Selain itu, pemerintah Indonesia juga mulai memperhatikan sektor pertanian dengan berbagai program dan insentif, seperti subsidi pupuk, bantuan alat pertanian, dan pelatihan teknis. Hal ini membuat sektor pertanian menjadi lebih menarik bagi para pencari kerja. Di samping itu, banyak alumni pertanian yang sukses berkarier di bidang pertanian, termasuk menjadi pengusaha, peneliti, atau manajer perusahaan agroindustri.
Cara Mengajukan Lamaran Kerja di Sektor Pertanian Tahun 2016
Bagi yang tertarik melamar lowongan kerja di sektor pertanian tahun 2016, ada beberapa langkah yang dapat dilakukan. Pertama, cari informasi tentang perusahaan atau organisasi yang sedang membuka lowongan. Informasi ini biasanya tersedia di situs web resmi perusahaan, media sosial, atau lembaga pencari kerja seperti Jobstreet, Kalibrr, atau Kementerian Tenaga Kerja.
Setelah mengetahui perusahaan yang relevan, langkah selanjutnya adalah menyusun CV dan surat lamaran kerja yang sesuai dengan posisi yang dilamar. Pastikan CV mencantumkan pengalaman kerja, pendidikan, dan keahlian yang relevan. Surat lamaran juga harus disusun dengan baik, mencerminkan minat dan motivasi untuk bergabung dengan perusahaan tersebut.
Selain itu, beberapa perusahaan mungkin meminta calon karyawan untuk mengikuti ujian atau wawancara. Oleh karena itu, pastikan Anda siap dengan pengetahuan dasar tentang sektor pertanian dan kemampuan komunikasi yang baik. Jika diperlukan, ikuti pelatihan atau kursus tambahan untuk meningkatkan kualifikasi Anda.

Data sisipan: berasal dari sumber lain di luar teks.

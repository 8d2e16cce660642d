//! # DANN Cluster
//!
//! The distributed service layer of the DANN vector index:
//!
//! - [`membership`] - Node table, heartbeats, failure detection
//! - [`consistency`] - Vector clocks, replication queue, anti-entropy
//! - [`loader`] - Bulk-load pipeline with progress and retry
//! - [`router`] - Query fan-out, merge, cache and failover
//! - [`cache`] / [`balancer`] - Query cache and balancing strategies
//! - [`rpc`] - Length-prefixed binary RPC surface
//! - [`config`] / [`logging`] / [`metrics`] - Node-level plumbing

pub mod balancer;
pub mod cache;
pub mod config;
pub mod consistency;
pub mod loader;
pub mod logging;
pub mod membership;
pub mod metrics;
pub mod router;
pub mod rpc;

pub use balancer::{make_balancer, BalanceStrategy, LoadBalancer};
pub use cache::{CacheStats, QueryCache};
pub use config::DannConfig;
pub use consistency::{
    ConflictStrategy, ConsistencyConfig, ConsistencyManager, ReplicationTransport,
};
pub use loader::{
    BulkLoader, ErrorStrategy, LoadHandle, LoadMetrics, LoadProgress, LoadStatus, LoaderConfig,
};
pub use membership::{ClusterView, NodeManager};
pub use metrics::MetricsRegistry;
pub use router::{FailurePolicy, QueryMetrics, QueryRouter, QueryTransport, RouterConfig};
pub use rpc::{RpcClient, RpcClientPool, RpcServer};
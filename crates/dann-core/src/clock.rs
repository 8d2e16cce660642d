//! Vector clocks for causality tracking between replicas.

use serde::{Deserialize, Serialize};
use std::collections::BTreeMap;

/// A mapping from node id to event counter.
///
/// Induces a partial order on events: `a.happens_before(b)` iff every entry
/// of `a` is `<=` the corresponding entry of `b` and at least one is
/// strictly less. Two clocks are concurrent iff neither happens before the
/// other. A `BTreeMap` keeps iteration deterministic across replicas.
#[derive(Debug, Clone, Default, PartialEq, Eq, Serialize, Deserialize)]
pub struct VectorClock {
    entries: BTreeMap<String, u64>,
}

impl VectorClock {
    pub fn new() -> Self {
        Self::default()
    }

    /// Advances this node's counter by one.
    pub fn increment(&mut self, node_id: &str) {
        *self.entries.entry(node_id.to_string()).or_insert(0) += 1;
    }

    /// Per-key max-merge of `other` into `self`.
    pub fn update(&mut self, other: &VectorClock) {
        for (node, &count) in &other.entries {
            let entry = self.entries.entry(node.clone()).or_insert(0);
            if count > *entry {
                *entry = count;
            }
        }
    }

    /// Returns the counter for `node_id`, zero if absent.
    pub fn get(&self, node_id: &str) -> u64 {
        self.entries.get(node_id).copied().unwrap_or(0)
    }

    /// Strict partial order: every entry of `self` <= `other` and at least
    /// one strictly less. Absent entries count as zero.
    pub fn happens_before(&self, other: &VectorClock) -> bool {
        let mut strictly_less = false;
        for (node, &count) in &self.entries {
            let theirs = other.get(node);
            if count > theirs {
                return false;
            }
            if count < theirs {
                strictly_less = true;
            }
        }
        // Entries present only on the other side are strictly greater than
        // our implicit zero.
        for (node, &count) in &other.entries {
            if count > 0 && !self.entries.contains_key(node) {
                strictly_less = true;
            }
        }
        strictly_less
    }

    /// Neither clock happens before the other.
    pub fn is_concurrent(&self, other: &VectorClock) -> bool {
        !self.happens_before(other) && !other.happens_before(self)
    }

    pub fn is_empty(&self) -> bool {
        self.entries.is_empty()
    }

    /// Iterate over `(node_id, counter)` pairs in node-id order.
    pub fn iter(&self) -> impl Iterator<Item = (&str, u64)> {
        self.entries.iter().map(|(k, &v)| (k.as_str(), v))
    }
}

// =============================================================================
// Tests
// =============================================================================

#[cfg(test)]
mod tests {
    use super::*;

    fn clock(pairs: &[(&str, u64)]) -> VectorClock {
        let mut c = VectorClock::new();
        for (node, count) in pairs {
            for _ in 0..*count {
                c.increment(node);
            }
        }
        c
    }

    #[test]
    fn test_increment_and_get() {
        let mut c = VectorClock::new();
        assert_eq!(c.get("a"), 0);
        c.increment("a");
        c.increment("a");
        c.increment("b");
        assert_eq!(c.get("a"), 2);
        assert_eq!(c.get("b"), 1);
    }

    #[test]
    fn test_happens_before() {
        let a = clock(&[("n1", 1)]);
        let b = clock(&[("n1", 2)]);
        assert!(a.happens_before(&b));
        assert!(!b.happens_before(&a));

        let c = clock(&[("n1", 1), ("n2", 1)]);
        assert!(a.happens_before(&c));
        assert!(!c.happens_before(&a));
    }

    #[test]
    fn test_happens_before_is_irreflexive() {
        let a = clock(&[("n1", 3), ("n2", 1)]);
        assert!(!a.happens_before(&a));
    }

    #[test]
    fn test_happens_before_is_antisymmetric() {
        let a = clock(&[("n1", 1), ("n2", 2)]);
        let b = clock(&[("n1", 2), ("n2", 2)]);
        assert!(a.happens_before(&b));
        assert!(!b.happens_before(&a));
    }

    #[test]
    fn test_happens_before_is_transitive() {
        let a = clock(&[("n1", 1)]);
        let b = clock(&[("n1", 1), ("n2", 1)]);
        let c = clock(&[("n1", 2), ("n2", 2)]);
        assert!(a.happens_before(&b));
        assert!(b.happens_before(&c));
        assert!(a.happens_before(&c));
    }

    #[test]
    fn test_concurrent() {
        let a = clock(&[("n1", 2), ("n2", 1)]);
        let b = clock(&[("n1", 1), ("n2", 2)]);
        assert!(a.is_concurrent(&b));
        assert!(b.is_concurrent(&a));

        let c = clock(&[("n1", 2), ("n2", 2)]);
        assert!(!a.is_concurrent(&c));
    }

    #[test]
    fn test_update_max_merge() {
        let mut a = clock(&[("n1", 2), ("n2", 1)]);
        let b = clock(&[("n1", 1), ("n2", 3), ("n3", 1)]);
        a.update(&b);
        assert_eq!(a.get("n1"), 2);
        assert_eq!(a.get("n2"), 3);
        assert_eq!(a.get("n3"), 1);
    }

    #[test]
    fn test_empty_clocks_not_ordered() {
        let a = VectorClock::new();
        let b = VectorClock::new();
        assert!(!a.happens_before(&b));
        assert!(!b.happens_before(&a));
    }
}
impl RpcServer {
    pub fn new(
        index: Arc<LocalVectorIndex>,
        consistency: Arc<ConsistencyManager>,
        router: Arc<QueryRouter>,
        loader: Arc<BulkLoader>,
        membership: Arc<NodeManager>,
        metrics: Arc<MetricsRegistry>,
    ) -> Arc<Self> {
        Arc::new(Self {
            index,
            consistency,
            router,
            loader,
            membership,
            metrics,
            started: Instant::now(),
        })
    }

    pub fn metrics(&self) -> &MetricsRegistry {
        &self.metrics
    }

    /// Binds `addr` and serves until the membership tracker stops.
    pub async fn bind_and_serve(self: Arc<Self>, addr: &str) -> Result<()> {
        let listener = TcpListener::bind(addr)
            .await
            .map_err(|e| DannError::Internal(format!("failed to bind {addr}: {e}")))?;
        info!(addr = %addr, "rpc server listening");
        self.serve(listener).await
    }

    /// Accept loop over an already-bound listener.
    pub async fn serve(self: Arc<Self>, listener: TcpListener) -> Result<()> {
        loop {
            let (stream, peer) = listener
                .accept()
                .await
                .map_err(|e| DannError::Internal(format!("accept failed: {e}")))?;
            debug!(peer = %peer, "connection accepted");
            let server = Arc::clone(&self);
            tokio::spawn(async move {
                server.handle_connection(stream).await;
            });
        }
    }

    async fn handle_connection(self: Arc<Self>, mut stream: TcpStream) {
        loop {
            let request: RpcRequest = match read_frame(&mut stream).await {
                Ok(request) => request,
                // EOF or a broken peer ends the connection quietly.
                Err(_) => break,
            };
            let response = self.handle(request).await;
            if let Err(e) = write_frame(&mut stream, &response).await {
                warn!(error = %e, "failed to write response, closing connection");
                break;
            }
        }
    }

    /// Dispatches one request. Public so in-process tests can exercise the
    /// surface without a socket.
    pub async fn handle(&self, request: RpcRequest) -> RpcResponse {
        match request {
            RpcRequest::Search(req) => RpcResponse::Search(self.search(req).await),
            RpcRequest::ShardSearch { query, k } => self.shard_search(&query, k as usize),
            RpcRequest::AddVectors(req) => RpcResponse::AddVectors(self.add_vectors(req).await),
            RpcRequest::RemoveVector { id } => self.ack(self.remove_vector(id).await),
            RpcRequest::UpdateVector { id, vector } => {
                self.ack(self.update_vector(id, &vector).await)
            }
            RpcRequest::GetStats => RpcResponse::Stats(self.stats()),
            RpcRequest::HealthCheck => RpcResponse::Health(self.health()),
            RpcRequest::ApplyOperation(op) => self.ack(self.apply_operation(op)),
            RpcRequest::SyncVersions { versions } => {
                RpcResponse::Operations(self.consistency.diff_operations(&versions, &self.index))
            }
            RpcRequest::Heartbeat { node_id, address, port } => {
                self.heartbeat(node_id, address, port);
                RpcResponse::Ack { success: true, error: String::new() }
            }
        }
    }

    async fn search(&self, req: SearchRequest) -> SearchResponse {
        if req.k < 0 {
            return SearchResponse {
                success: false,
                error: "k must be non-negative".into(),
                query_time_ms: 0,
                results: Vec::new(),
                partial: false,
            };
        }
        let start = Instant::now();
        let request = QueryRequest {
            query: req.query,
            k: req.k as usize,
            consistency_level: req.consistency_level,
            timeout_ms: req.timeout_ms as u64,
        };
        let response = self.router.execute(&request).await;
        self.metrics.record_query_latency(start.elapsed());
        SearchResponse {
            success: response.success,
            error: response.error,
            query_time_ms: response.query_time_ms,
            results: response.results,
            partial: response.partial,
        }
    }

    fn shard_search(&self, query: &[f32], k: usize) -> RpcResponse {
        match self.index.search(query, k) {
            Ok(results) => RpcResponse::ShardSearch {
                success: true,
                error: String::new(),
                results,
            },
            Err(e) => RpcResponse::ShardSearch {
                success: false,
                error: e.to_string(),
                results: Vec::new(),
            },
        }
    }

    async fn add_vectors(&self, req: AddVectorsRequest) -> AddVectorsResponse {
        let start = Instant::now();
        let dim = self.index.dimension();

        let mut ids = Vec::with_capacity(req.vectors.len());
        let mut vectors = Vec::with_capacity(req.vectors.len() * dim);
        for entry in req.vectors {
            ids.push(entry.id);
            vectors.extend_from_slice(&entry.data);
        }

        let mut request = BulkLoadRequest::new(vectors, ids);
        request.batch_size = req.batch_size.max(1) as usize;
        request.overwrite_existing = req.overwrite_existing;

        match self.loader.load_sync(request).await {
            // Only a clean completion is a success; Failed and Cancelled
            // loads also finish with failed == 0 and must not report one.
            Ok(progress) if progress.status == LoadStatus::Completed => {
                self.metrics.record_vectors_loaded(progress.processed);
                self.metrics.set_vector_count(self.index.size() as i64);
                AddVectorsResponse {
                    success: true,
                    added_count: progress.processed,
                    load_time_ms: start.elapsed().as_millis() as u64,
                    error: String::new(),
                }
            }
            Ok(progress) => AddVectorsResponse {
                success: false,
                added_count: progress.processed,
                load_time_ms: start.elapsed().as_millis() as u64,
                error: format!("load finished {} with {} failures", progress.status, progress.failed),
            },
            Err(e) => AddVectorsResponse {
                success: false,
                added_count: 0,
                load_time_ms: start.elapsed().as_millis() as u64,
                error: e.to_string(),
            },
        }
    }

    async fn remove_vector(&self, id: dann_core::VectorId) -> Result<()> {
        self.index.remove_vector(id)?;
        self.metrics.set_vector_count(self.index.size() as i64);
        self.forward_operations().await;
        Ok(())
    }

    async fn update_vector(&self, id: dann_core::VectorId, vector: &[f32]) -> Result<()> {
        self.index.update_vector(id, vector)?;
        self.forward_operations().await;
        Ok(())
    }

    async fn forward_operations(&self) {
        for op in self.index.take_pending_operations() {
            if let Err(e) = self.consistency.propagate(op).await {
                warn!(error = %e, "failed to enqueue operation for replication");
            }
        }
    }

    fn apply_operation(&self, op: dann_core::IndexOperation) -> Result<()> {
        if self.consistency.accepts(&op) {
            self.index.apply_remote(&op)?;
            self.consistency.apply(&op);
            debug!(op = %op.operation_id(), "applied replicated operation");
        } else {
            debug!(op = %op.operation_id(), "ignored stale replicated operation");
        }
        Ok(())
    }

    fn stats(&self) -> StatsResponse {
        let metrics = self.router.metrics();
        StatsResponse {
            total_vectors: self.index.size() as u64,
            index_type: self.index.index_type().to_string(),
            dimension: self.index.dimension() as i32,
            total_queries: metrics.total_queries,
            avg_query_time_ms: metrics.avg_response_time_ms,
        }
    }

    fn health(&self) -> HealthResponse {
        let mut details = std::collections::HashMap::new();
        details.insert("node_id".into(), self.membership.local_node_id().to_string());
        details.insert("index_type".into(), self.index.index_type().to_string());
        details.insert("vectors".into(), self.index.size().to_string());
        details.insert(
            "pending_replications".into(),
            self.consistency.pending_count().to_string(),
        );
        HealthResponse {
            healthy: true,
            status: "ready".into(),
            version: env!("CARGO_PKG_VERSION").into(),
            uptime_seconds: self.started.elapsed().as_secs(),
            details,
        }
    }

    fn heartbeat(&self, node_id: String, address: String, port: u16) {
        if self.membership.node(&node_id).is_some() {
            self.membership.update_heartbeat(&node_id);
        } else {
            self.membership.register_node(NodeInfo::new(node_id, address, port));
        }
    }

    fn ack(&self, result: Result<()>) -> RpcResponse {
        match result {
            Ok(()) => RpcResponse::Ack { success: true, error: String::new() },
            Err(e) => RpcResponse::Ack { success: false, error: e.to_string() },
        }
    }
}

Tips Sukses dalam Melamar Lowongan Kerja di Sektor Pertanian

Melamar lowongan kerja di sektor pertanian membutuhkan persiapan yang matang. Berikut beberapa tips yang dapat membantu Anda dalam proses melamar:
-
Ketahui Perusahaan dan Bidangnya
Sebelum melamar, cari tahu informasi lengkap tentang perusahaan, produk atau layanan yang ditawarkan, serta visi dan misi perusahaan. Hal ini akan membantu Anda dalam menyiapkan jawaban yang tepat saat wawancara. -
Tingkatkan Keterampilan dan Pengetahuan
Jika Anda ingin melamar posisi teknis atau administratif, tingkatkan keterampilan dan pengetahuan Anda melalui pelatihan atau kursus tambahan. Misalnya, jika Anda ingin menjadi teknisi pertanian, ikuti pelatihan tentang penggunaan alat pertanian atau teknik budidaya tanaman. -
Buat CV yang Menarik
CV yang baik dapat meningkatkan peluang Anda untuk lolos seleksi. Pastikan CV Anda jelas, rapi, dan mencantumkan informasi penting seperti pengalaman kerja, pendidikan, dan keahlian yang relevan. -
Siapkan Surat Lamaran yang Baik
Surat lamaran harus menunjukkan minat Anda terhadap posisi yang dilamar. Jelaskan mengapa Anda cocok untuk posisi tersebut dan apa yang membuat Anda berbeda dari kandidat lain. -
Ikuti Proses Seleksi dengan Serius
Jika Anda mendapatkan undangan wawancara, pastikan Anda siap dengan pertanyaan-pertanyaan yang biasanya diajukan. Latih diri Anda dengan simulasi wawancara agar lebih percaya diri.
Kesimpulan
Lowongan kerja di sektor pertanian tahun 2016 masih menjadi pilihan yang menarik bagi banyak pencari kerja. Meskipun sektor ini sering kali dianggap kurang diminati, namun fakta menunjukkan bahwa pertanian tetap menjadi salah satu sumber penghidupan utama bagi masyarakat Indonesia. Dengan berbagai jenis posisi yang tersedia, mulai dari petani hingga staf administrasi, sektor pertanian menawarkan peluang karier yang beragam dan menjanjikan. Bagi yang tertarik, persiapkan diri dengan baik, cari informasi yang akurat, dan jangan ragu untuk melamar. Dengan dedikasi dan usaha, peluang kerja di sektor pertanian dapat menjadi jalan menuju kesuksesan.